Eppure, per quanto il corpo tendesse verso il sovrano, per quanto ricercasse una vicinanza, sentiva lo stomaco stringersi, impedendogli di godere fino in fondo di quei momenti – come ogni volta.

Strinse la mano, facendo sbiancare le nocche e allontanandosi di scatto, cercando di ignorare la morsa che gli stringeva lo stomaco.

«Non dovremmo» riuscì a mormorare, abbassando gli occhi ed evitando in ogni modo di incrociare lo sguardo di Hesperos.

«Perché?»

Solo in un'altra occasione aveva sentito l'accento duro del sovrano ferirlo nel profondo.

Per mesi aveva cercato di togliersi dalla mente gli avvenimenti di Alis, per mesi non ci era riuscito, continuando a sentire prima bruciare e poi tirare la pelle martoriata dalla stessa spada che aveva strappato la vita a Ktesias.

Eppure, quel che ricordava meglio era il ghigno disteso sul volto di Hesperos, sopra cui le torce già facevano brillare l'oro della corona.

«Perché?» ripeté Hesperos, allungando una mano verso quella di Alexandros, il principe reso schiavo da un destino fin troppo crudele, che però ritrasse la propria, sistemandola davanti alla bocca, mentre l'altra era andata a stringere una pietra sporgente, incurante dei graffi che avrebbe ricevuto.

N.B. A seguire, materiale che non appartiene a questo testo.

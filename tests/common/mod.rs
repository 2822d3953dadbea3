#![allow(dead_code)]

use listing_scraper::config::{Config, PacingConfig};

pub const BASE_URL: &str = "https://listado.test/";

/// One listing card: name, link, price text. An empty link renders an ad
/// banner without any anchor.
pub type Card<'a> = (&'a str, &'a str, &'a str);

/// Config with no pacing and short waits so runs finish in milliseconds
pub fn fast_config() -> Config {
    let mut config = Config::default();
    config.pacing = PacingConfig::disabled();
    config.site.base_url = BASE_URL.to_string();
    config.timeouts.content = 0.05;
    config.timeouts.consent = 0.02;
    config.timeouts.next_page = 0.02;
    config.timeouts.poll_interval = 0.01;
    config
}

pub fn page_url(n: u32) -> String {
    if n == 1 {
        format!("{}laptop", BASE_URL)
    } else {
        format!("{}laptop_Desde_{}", BASE_URL, (n - 1) * 50 + 1)
    }
}

fn card_html(card: &Card<'_>) -> String {
    let (name, url, price) = card;
    if url.is_empty() {
        return r#"<li class="ui-search-layout__item"><div class="ad-banner">Sponsored</div></li>"#
            .to_string();
    }
    format!(
        r#"<li class="ui-search-layout__item">
             <a href="{url}"><h2 class="poly-component__title">{name}</h2></a>
             <span class="price-tag-fraction">{price}</span>
           </li>"#
    )
}

/// A results page in the listing site's markup. `next` adds the pagination
/// control pointing at that URL.
pub fn listing_page(cards: &[Card<'_>], next: Option<&str>) -> String {
    let items: String = cards.iter().map(card_html).collect();
    let pagination = match next {
        Some(url) => format!(
            r#"<ul class="andes-pagination">
                 <li class="andes-pagination__button andes-pagination__button--next">
                   <a class="andes-pagination__link" href="{url}">Siguiente</a>
                 </li>
               </ul>"#
        ),
        None => String::new(),
    };
    format!(
        r#"<!DOCTYPE html><html><head><title>laptop</title></head><body>
             <button class="cookie-consent-button">Aceptar cookies</button>
             <ol class="ui-search-layout">{items}</ol>
             {pagination}
           </body></html>"#
    )
}

/// Last page: the next control is still rendered, but disabled
pub fn last_page_with_disabled_next(cards: &[Card<'_>]) -> String {
    let items: String = cards.iter().map(card_html).collect();
    format!(
        r#"<html><body>
             <ol class="ui-search-layout">{items}</ol>
             <ul class="andes-pagination">
               <li class="andes-pagination__button andes-pagination__button--next andes-pagination__button--disabled">
                 <a class="andes-pagination__link">Siguiente</a>
               </li>
             </ul>
           </body></html>"#
    )
}

/// A page that never renders its listings, e.g. an interstitial block page
pub fn blocked_page() -> String {
    r#"<html><body><h1>Verifying you are human</h1></body></html>"#.to_string()
}

/// A page whose next control is rendered and enabled but goes nowhere: its
/// link carries no destination
pub fn page_with_inert_next(cards: &[Card<'_>]) -> String {
    let items: String = cards.iter().map(card_html).collect();
    format!(
        r#"<html><body>
             <ol class="ui-search-layout">{items}</ol>
             <ul class="andes-pagination">
               <li class="andes-pagination__button andes-pagination__button--next"><a>Siguiente</a></li>
             </ul>
           </body></html>"#
    )
}

/// Card and pagination links written relative to the page, as most sites do
pub fn page_with_relative_links(items: &[(&str, &str)], next: Option<&str>) -> String {
    let cards: String = items
        .iter()
        .map(|(name, href)| {
            format!(
                r#"<li class="ui-search-layout__item">
                     <a href="{href}"><h2>{name}</h2></a>
                     <span class="price-tag-fraction">1.000</span>
                   </li>"#
            )
        })
        .collect();
    let pagination = next
        .map(|href| {
            format!(
                r#"<ul><li class="andes-pagination__button--next"><a href="{href}">Siguiente</a></li></ul>"#
            )
        })
        .unwrap_or_default();
    format!(r#"<html><body><ol>{cards}</ol>{pagination}</body></html>"#)
}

Senza dire una parola, Alexandros si sbilanciò, atterrando con un tonfo attutito sulla neve. Hesperos si morse un labbro, stringendosi nel mantello mentre lo guardava allontanarsi; abbassò lo sguardo sulle mani, di cui distingueva appena i contorni sotto la flebile luce della luna. Sapeva di quanto e quale sangue si fossero macchiate, ma in quegli istanti precedenti, la presenza di Alexandros e quel contatto che c'era stato tra loro gli avevano dato l'idea che avessero tolto più sporco dal suo corpo rispetto a qualsiasi bagno potesse fare.

Ricordava l'acqua che si tingeva di rosso, il sangue ormai rappreso che scivolava via dalla pelle. Ricordava bene quel momento in cui era convinto di poter cancellare ogni segno di quel che aveva fatto. Era successo, sì, ma solo dalle mani: si era illuso di poter superare la morte di Ktesias, di poterlo dimenticare come uno dei tanti che aveva ucciso e, invece, continuava a vedere la stessa paura che era balenata negli occhi del sovrano prima che la spada lo trafiggesse anche in quegli di Alexandros.

La prima volta era successo appena pochi giorni dopo la battaglia: lui aveva un regno da governare ormai e Alexandros non era altro che un ostacolo. Non avrebbe mai detto che la stessa persona che aveva cercato di difendersi rannicchiandosi ai piedi del trono, dopo molte lune avrebbe trovato il coraggio di parlargli, sputandogli in faccia le colpe.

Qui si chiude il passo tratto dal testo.